Each of the seven soloists acquitted themselves splendidly, and it was a privilege to have Louis Halsey, one of England’s finest choral conductors, take charge of an orchestra which soon impressed with sprightly, pointed playing at the start of the Torelli and some graceful phrasing in the largo of this cheerful little concerto. The players were equally at home in the more serious Vivaldi piece, in a performance notable for its poised slow movement and sturdy final allegro.

Debussy wrote a lovely sonata for harp (with flute and viola) as well as these delectable dances. What a pity this music is not better known. Harpist Frances Kelly joined the Chichester String Ensemble in a characterful performance: gravely beautiful in the sacred dance and modestly sensual in its companion piece. Perhaps the highlight of the afternoon was a Mahler Adagietto which dispelled any doubts that this sorrowful masterpiece, written for the strings of a full symphony orchestra, could work when played by a chamber ensemble. The players produced the requisite weight of tone in an expressive performance which the conductor kept flowing from start to finish, and the result was a moving experience.

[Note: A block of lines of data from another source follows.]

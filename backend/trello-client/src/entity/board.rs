use super::{Card, Entity, EntityCore, FieldSet, Label, List, Tracked, push_changed};
use crate::client::{QueryParams, TrelloClient};
use crate::error::TrelloError;

use models::{
    BoardData, BoardDraft, BoardDraftBuilder, CardData, LabelData, ListData, PermissionLevel,
    validate_name,
};

use std::collections::HashMap;
use std::sync::OnceLock;

use log::{debug, info, warn};
use regex::Regex;

const BOARD_KIND: &str = "board";
const BOARDS_ENDPOINT: &str = "boards";
const MEMBER_BOARDS_ENDPOINT: &str = "members/me/boards";
const BOARD_ID_PATTERN: &str = r"^(?:[0-9a-fA-F]{24}|[A-Za-z0-9]{8})$";

static BOARD_ID_REGEX: OnceLock<Regex> = OnceLock::new();

fn board_id_regex() -> &'static Regex {
    BOARD_ID_REGEX.get_or_init(|| Regex::new(BOARD_ID_PATTERN).expect("valid regex pattern"))
}

/// An object id (24 hex) or a short link (8 alphanumerics).
pub fn is_valid_board_id(id: &str) -> bool {
    board_id_regex().is_match(id)
}

#[derive(Debug, Clone, PartialEq)]
pub(crate) struct BoardFields {
    name: String,
    description: String,
    public: bool,
    closed: bool,
}

impl BoardFields {
    fn from_data(data: &BoardData) -> Self {
        Self {
            name: data.name.clone(),
            description: data.description.clone(),
            public: data.is_public(),
            closed: data.closed,
        }
    }
}

impl FieldSet for BoardFields {
    fn update_params(&self, baseline: Option<&Self>) -> QueryParams {
        let mut params = QueryParams::new();
        push_changed(&mut params, "name", &self.name, baseline.map(|b| &b.name), |v| v.clone());
        push_changed(&mut params, "desc", &self.description, baseline.map(|b| &b.description), |v| {
            v.clone()
        });
        push_changed(&mut params, "closed", &self.closed, baseline.map(|b| &b.closed), |v| *v);
        push_changed(
            &mut params,
            "prefs/permissionLevel",
            &self.public,
            baseline.map(|b| &b.public),
            |public| PermissionLevel::from_public(*public).as_str(),
        );
        params
    }

    fn validate(&self) -> Result<(), TrelloError> {
        validate_name(&self.name)?;
        Ok(())
    }
}

/// A Trello board.
///
/// Lists and labels are only available after [`Board::deep_load`]; before
/// that [`Board::lists`] and [`Board::labels`] return `None`.
#[derive(Debug)]
pub struct Board {
    core: EntityCore,
    fields: Tracked<BoardFields>,
    url: Option<String>,
    short_link: Option<String>,
    lists: Option<Vec<List>>,
    labels: Option<Vec<Label>>,
}

impl Board {
    pub(crate) fn from_data(client: TrelloClient, data: BoardData) -> Self {
        Self {
            fields: Tracked::new(BoardFields::from_data(&data)),
            core: EntityCore::new(BOARD_KIND, client, data.id),
            url: data.url,
            short_link: data.short_link,
            lists: None,
            labels: None,
        }
    }

    /// Create a board on Trello.
    ///
    /// `name` must be non-empty and at most 16384 characters. The board is
    /// created without Trello's default lists.
    pub async fn create(
        client: &TrelloClient,
        name: impl Into<String>,
        public: bool,
    ) -> Result<Board, TrelloError> {
        let draft = BoardDraftBuilder::default()
            .with_name(name)
            .with_public(public)
            .build()?;
        Self::create_from_draft(client, draft).await
    }

    pub async fn create_from_draft(
        client: &TrelloClient,
        draft: BoardDraft,
    ) -> Result<Board, TrelloError> {
        let mut params = QueryParams::new()
            .with("name", draft.name)
            .with("defaultLists", draft.default_lists)
            .with(
                "prefs",
                QueryParams::new().with("permissionLevel", draft.permission_level.as_str()),
            );
        if let Some(description) = draft.description {
            params.push("desc", description);
        }

        let data: BoardData = client.post(BOARDS_ENDPOINT, params).await?;
        info!("Created board '{}' ({})", data.name, data.id);
        Ok(Self::from_data(client.clone(), data))
    }

    /// Fetch a board by id or short link.
    ///
    /// Returns `Ok(None)` when the board does not exist or the id is malformed.
    pub async fn from_remote(
        client: &TrelloClient,
        remote_id: &str,
    ) -> Result<Option<Board>, TrelloError> {
        if !is_valid_board_id(remote_id) {
            debug!("'{remote_id}' is not a board id or short link");
            return Ok(None);
        }

        let page = format!("{BOARDS_ENDPOINT}/{remote_id}");
        match client.get::<BoardData>(&page, QueryParams::new()).await {
            Ok(data) => Ok(Some(Self::from_data(client.clone(), data))),
            Err(error) if error.is_not_found() => {
                debug!("Board {remote_id} not found");
                Ok(None)
            }
            Err(error) => Err(error),
        }
    }

    /// Every board the client's account is a member of.
    pub async fn fetch_all_from(client: &TrelloClient) -> Result<Vec<Board>, TrelloError> {
        let boards: Vec<BoardData> = client
            .get(MEMBER_BOARDS_ENDPOINT, QueryParams::new())
            .await?;
        debug!("Fetched {} boards", boards.len());

        Ok(boards
            .into_iter()
            .map(|data| Self::from_data(client.clone(), data))
            .collect())
    }

    /// Fetch every list, card and label of the board.
    ///
    /// The three reads run concurrently. Cards are grouped under their list
    /// and both are ordered by position. Replaces anything loaded before.
    pub async fn deep_load(&mut self) -> Result<(), TrelloError> {
        self.core.ensure_live()?;

        let resource = self.core.resource();
        let client = &self.core.client;
        let lists_page = format!("{resource}/lists");
        let cards_page = format!("{resource}/cards");
        let labels_page = format!("{resource}/labels");

        let (lists, cards, labels): (Vec<ListData>, Vec<CardData>, Vec<LabelData>) =
            futures_util::try_join!(
                client.get(&lists_page, QueryParams::new().with("filter", "all")),
                client.get(&cards_page, QueryParams::new().with("filter", "all")),
                client.get(&labels_page, QueryParams::new()),
            )?;

        let (lists, card_count) = assemble_lists(client, &self.core.remote_id, lists, cards);
        let labels: Vec<Label> = labels
            .into_iter()
            .map(|data| Label::from_data(client.clone(), data))
            .collect();

        info!(
            "Deep loaded board {}: {} lists, {} cards, {} labels",
            self.core.remote_id,
            lists.len(),
            card_count,
            labels.len()
        );

        self.lists = Some(lists);
        self.labels = Some(labels);
        Ok(())
    }

    pub fn is_deep_loaded(&self) -> bool {
        self.lists.is_some()
    }

    pub fn lists(&self) -> Option<&[List]> {
        self.lists.as_deref()
    }

    pub fn lists_mut(&mut self) -> Option<&mut [List]> {
        self.lists.as_deref_mut()
    }

    pub fn labels(&self) -> Option<&[Label]> {
        self.labels.as_deref()
    }

    pub fn labels_mut(&mut self) -> Option<&mut [Label]> {
        self.labels.as_deref_mut()
    }

    pub fn list(&self, remote_id: &str) -> Option<&List> {
        self.lists()?.iter().find(|list| list.remote_id() == remote_id)
    }

    pub fn list_mut(&mut self, remote_id: &str) -> Option<&mut List> {
        self.lists_mut()?
            .iter_mut()
            .find(|list| list.remote_id() == remote_id)
    }

    pub fn label(&self, remote_id: &str) -> Option<&Label> {
        self.labels()?.iter().find(|label| label.remote_id() == remote_id)
    }

    /// Every card on every loaded list.
    pub fn cards(&self) -> Option<impl Iterator<Item = &Card>> {
        Some(self.lists()?.iter().flat_map(|list| list.cards().iter()))
    }

    pub fn description(&self) -> &str {
        &self.fields.current().description
    }

    pub fn set_description(&mut self, description: impl Into<String>) {
        self.fields.current_mut().description = description.into();
    }

    pub fn is_public(&self) -> bool {
        self.fields.current().public
    }

    pub fn set_public(&mut self, public: bool) {
        self.fields.current_mut().public = public;
    }

    pub fn is_closed(&self) -> bool {
        self.fields.current().closed
    }

    pub fn set_closed(&mut self, closed: bool) {
        self.fields.current_mut().closed = closed;
    }

    pub fn url(&self) -> Option<&str> {
        self.url.as_deref()
    }

    pub fn short_link(&self) -> Option<&str> {
        self.short_link.as_deref()
    }

    fn apply(&mut self, data: BoardData) {
        self.fields.mark_synced(BoardFields::from_data(&data));
        self.url = data.url.or(self.url.take());
        self.short_link = data.short_link.or(self.short_link.take());
    }
}

/// Build lists from raw records, attaching cards to their list.
fn assemble_lists(
    client: &TrelloClient,
    board_id: &str,
    mut lists: Vec<ListData>,
    cards: Vec<CardData>,
) -> (Vec<List>, usize) {
    lists.sort_by(|a, b| a.pos.total_cmp(&b.pos));

    let mut cards_by_list: HashMap<String, Vec<CardData>> = HashMap::new();
    for card in cards {
        cards_by_list.entry(card.id_list.clone()).or_default().push(card);
    }

    let mut card_count = 0;
    let assembled = lists
        .into_iter()
        .map(|data| {
            let mut cards = cards_by_list.remove(&data.id).unwrap_or_default();
            cards.sort_by(|a, b| a.pos.total_cmp(&b.pos));
            card_count += cards.len();

            let cards = cards
                .into_iter()
                .map(|card| Card::from_data(client.clone(), card))
                .collect();
            List::from_data(client.clone(), data, cards)
        })
        .collect();

    for (list_id, orphans) in cards_by_list {
        warn!(
            "Dropping {} cards of board {board_id} that reference unknown list {list_id}",
            orphans.len()
        );
    }

    (assembled, card_count)
}

impl Entity for Board {
    fn remote_id(&self) -> &str {
        &self.core.remote_id
    }

    fn client(&self) -> &TrelloClient {
        &self.core.client
    }

    fn name(&self) -> &str {
        &self.fields.current().name
    }

    fn set_name(&mut self, name: impl Into<String>) {
        self.fields.current_mut().name = name.into();
    }

    fn is_loaded(&self) -> bool {
        !self.core.deleted
    }

    fn is_dirty(&self) -> bool {
        self.fields.is_dirty()
    }

    async fn update(&mut self, force: bool) -> Result<bool, TrelloError> {
        match self.core.push::<_, BoardData>(&self.fields, force).await? {
            Some(data) => {
                self.apply(data);
                Ok(true)
            }
            None => Ok(false),
        }
    }

    async fn pull(&mut self) -> Result<(), TrelloError> {
        let data: BoardData = self.core.fetch().await?;
        self.apply(data);
        Ok(())
    }

    async fn delete(&mut self) -> Result<(), TrelloError> {
        self.core.remove().await?;
        self.lists = None;
        self.labels = None;
        info!("Deleted board {}", self.core.remote_id);
        Ok(())
    }
}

The Tchaikovsky is the most popular string serenade of all, and, in this highly accomplished reading, proved the ideal conclusion to the afternoon’s entertainment. Its success owed much to the high degree of rhythmic control, and the quick tempo chosen for the famous waltz ensured enough contrast with a flowing elegy, which can seem self-pitying when taken too slowly. The joyfully bouncing finale provoked enthusiastic applause from a large audience at yet another successful Sunday concert.